Le monde du travail est dans l'enfer, et, en attendant qu'il fasse éclater tous les particularismes, on peut toujours lire cette fameuse sentence collée au mur dans les entreprises pendant les trente glorieuses :

« Le bon dieu se pencha sur ma feuille de salaire. Et il pleura ».

Parodions enfin en l'actualisant le Manifeste de 1848 :

« L'ancien mode d'exploitation nationalisé ou corporatif de l'industrie ne suffisait plus aux besoins artificiels qui croissaient sans cesse à mesure que s'ouvraient de nouveaux marchés émergents. La mondialisation prit sa place. La bourgeoisie bancaire et industrielle supplanta la machine à écrire et le téléphone filiaire par la transmission informatique; la division du travail entre les différentes corporations céda la place à la division religieuse du travail au sein de la boite même.
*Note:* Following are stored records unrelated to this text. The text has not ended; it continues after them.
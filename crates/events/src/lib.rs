#![deny(clippy::pedantic, unsafe_code)]
#![allow(clippy::module_name_repetitions)]

//! Event system for pypi2pkgbuild
//!
//! Library crates never print. Everything the user should see while a
//! recipe is drafted travels as an [`AppEvent`] over an unbounded channel
//! and is rendered by the CLI.

pub mod events;
pub use events::{AppEvent, DraftEvent, GeneralEvent};

use std::path::PathBuf;
use tokio::sync::mpsc::UnboundedSender;

/// Type alias for event sender
pub type EventSender = UnboundedSender<AppEvent>;

/// Type alias for event receiver
pub type EventReceiver = tokio::sync::mpsc::UnboundedReceiver<AppEvent>;

/// Create a new event channel
#[must_use]
pub fn channel() -> (EventSender, EventReceiver) {
    tokio::sync::mpsc::unbounded_channel()
}

/// The unified trait for emitting events
///
/// Implemented for a raw [`EventSender`] and for `Option<&EventSender>` so
/// that callers without a listener can pass `None`.
pub trait EventEmitter {
    /// Get the event sender for this emitter
    fn event_sender(&self) -> Option<&EventSender>;

    /// Emit an event through this emitter
    fn emit(&self, event: AppEvent) {
        if let Some(sender) = self.event_sender() {
            // Receiver gone means nobody is listening; drafting continues
            let _ = sender.send(event);
        }
    }

    /// Emit an operation started event
    fn emit_operation_started(&self, operation: impl Into<String>) {
        self.emit(AppEvent::General(GeneralEvent::OperationStarted {
            operation: operation.into(),
        }));
    }

    /// Emit an operation completed event
    fn emit_operation_completed(&self, operation: impl Into<String>, success: bool) {
        self.emit(AppEvent::General(GeneralEvent::OperationCompleted {
            operation: operation.into(),
            success,
        }));
    }

    /// Emit a version selected event
    fn emit_version_selected(
        &self,
        package: impl Into<String>,
        version: impl Into<String>,
        candidates: usize,
    ) {
        self.emit(AppEvent::Draft(DraftEvent::VersionSelected {
            package: package.into(),
            version: version.into(),
            candidates,
        }));
    }

    /// Emit an artifact skipped event
    fn emit_artifact_skipped(&self, filename: impl Into<String>, url: impl Into<String>) {
        self.emit(AppEvent::Draft(DraftEvent::ArtifactSkipped {
            filename: filename.into(),
            url: url.into(),
        }));
    }

    /// Emit a recipe written event
    fn emit_recipe_written(&self, path: impl Into<PathBuf>) {
        self.emit(AppEvent::Draft(DraftEvent::RecipeWritten { path: path.into() }));
    }
}

impl EventEmitter for EventSender {
    fn event_sender(&self) -> Option<&EventSender> {
        Some(self)
    }
}

impl EventEmitter for Option<&EventSender> {
    fn event_sender(&self) -> Option<&EventSender> {
        *self
    }
}

#[cfg(test)]
mod tests {
    use super::*;

    #[tokio::test]
    async fn test_emit_through_sender() {
        let (tx, mut rx) = channel();
        tx.emit_artifact_skipped("requests-2.0.0-py2-none-any.whl", "https://x/whl");
        tx.emit_operation_started("draft");

        match rx.recv().await {
            Some(AppEvent::Draft(DraftEvent::ArtifactSkipped { filename, url })) => {
                assert_eq!(filename, "requests-2.0.0-py2-none-any.whl");
                assert_eq!(url, "https://x/whl");
            }
            other => panic!("unexpected event: {other:?}"),
        }
        assert!(matches!(
            rx.recv().await,
            Some(AppEvent::General(GeneralEvent::OperationStarted { .. }))
        ));
    }

    #[test]
    fn test_none_emitter_is_silent() {
        let emitter: Option<&EventSender> = None;
        // Must not panic without a listener
        emitter.emit_operation_started("nobody hears this");
    }

    #[test]
    fn test_dropped_receiver_is_ignored() {
        let (tx, rx) = channel();
        drop(rx);
        tx.emit_operation_started("draft");
    }
}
Mais la crise s'agrandissait sans cesse : le chômage croissait toujours et ni Jésus ni Mohammed ne se manifestaient. La religion en entreprise, à son tour, devint insuffisante. Alors, l'insurrection et la révolution mirent fin à la crise existentielle. Le communisme supplanta le règne du capitalisme; la bourgeoisie totalitaire céda la place aux prolétaires universels, aux femmes libérées, aux enfants du monde émancipé ».
1
2Maillard p.142.
3Ibid p.143.
4Lire : http://www.lefigaro.fr/vox/societe/2017/12/26/31003-20171226ARTFIG00197-elisabeth-levy-en-matiere-d-immigration-macron-va-bien-plus-loin-que-ses-predecesseurs.php . Le pape appelle à ouvrir grand les bras aux migrants, mais ses délégués tiennent un tout autre langage sur le terrain. J'ai été vérifier à la messe de minuit de l'Eglise Saint Eloi à Paris, l'officiant a déclaré qu'il fallait les aider à se développer « chez eux ». Nuance. Mais les curés n'ont jamais été très forts en économie.